The currently used unicode compression scheme (based on the Unicode standard, in Expand.java) is not right. The current implementation gives wrong results, if the string contains characters ASCII value of which is smaller than 32 (space) or bigger than 127 (or the ASCII range). Libmdb works correctly in our case.

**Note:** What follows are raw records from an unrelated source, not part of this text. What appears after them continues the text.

use std::borrow::Cow;
use std::str;

use rust_embed::RustEmbed;

#[derive(RustEmbed)]
#[folder = "migrations/sql/"]
struct SqlFiles;

pub struct Migrations;

impl Migrations {
    /// Get a vector of all (<filename>, <content>) tuples migrations to run,
    /// in the order they are meant to be applied.
    pub fn get_all() -> impl Iterator<Item = (String, Cow<'static, str>)> {
        let mut file_names: Vec<String> = SqlFiles::iter().map(|s| s.into_owned()).collect();
        file_names.sort();
        file_names.into_iter().map(|filename| {
            let contents: Cow<[u8]> = SqlFiles::get(filename.as_ref())
                .unwrap_or_else(|| panic!("MIGRATION FILE ~ MISSING: {}", filename))
                .data;
            let decode_failure = format!("MIGRATION FILE ~ BAD UTF-8 CHARACTERS: {}", filename);
            let text: Cow<str> = match contents {
                Cow::Borrowed(bytes) => str::from_utf8(bytes).expect(&decode_failure).into(),
                Cow::Owned(bytes) => String::from_utf8(bytes).expect(&decode_failure).into(),
            };
            (filename, text)
        })
    }
}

At least Access 2000 and 2003 database files use Microsoft's own compression scheme, namely UTF16-LE, where a byte is not written if it's zero. At least http://office.microsoft.com/en-us/access-help/about-compressing-the-data-in-a-text-memo-or-hyperlink-field-mdb-HP005260416.aspx gives some hint on the Microsoft's implementation. Likewise, libmdb's version, residing in iconv.c looks like this:
/* Uncompress 'Unicode Compressed' string into tmp */
if (!IS_JET3(mdb) && (slen>=2)
&& ((src[0]&0xff)==0xff) && ((src[1]&0xff)==0xfe)) {
unsigned int compress=1;
src += 2;
slen -= 2;
tmp = (char *)g_malloc(slen*2);
while (slen) {
if (*src == 0) {
compress = (compress) ? 0 : 1;
src++;
slen--;
} else if (compress) {
tmp[tlen++] = *src++;
tmp[tlen++] = 0;
slen--;
} else if (slen >= 2){
tmp[tlen++] = *src++;
tmp[tlen++] = *src++;
slen-=2;
}
}
}
Here is a patch, that fixed our problem. Not the most efficient implementation of the algorithm, but should give the idea.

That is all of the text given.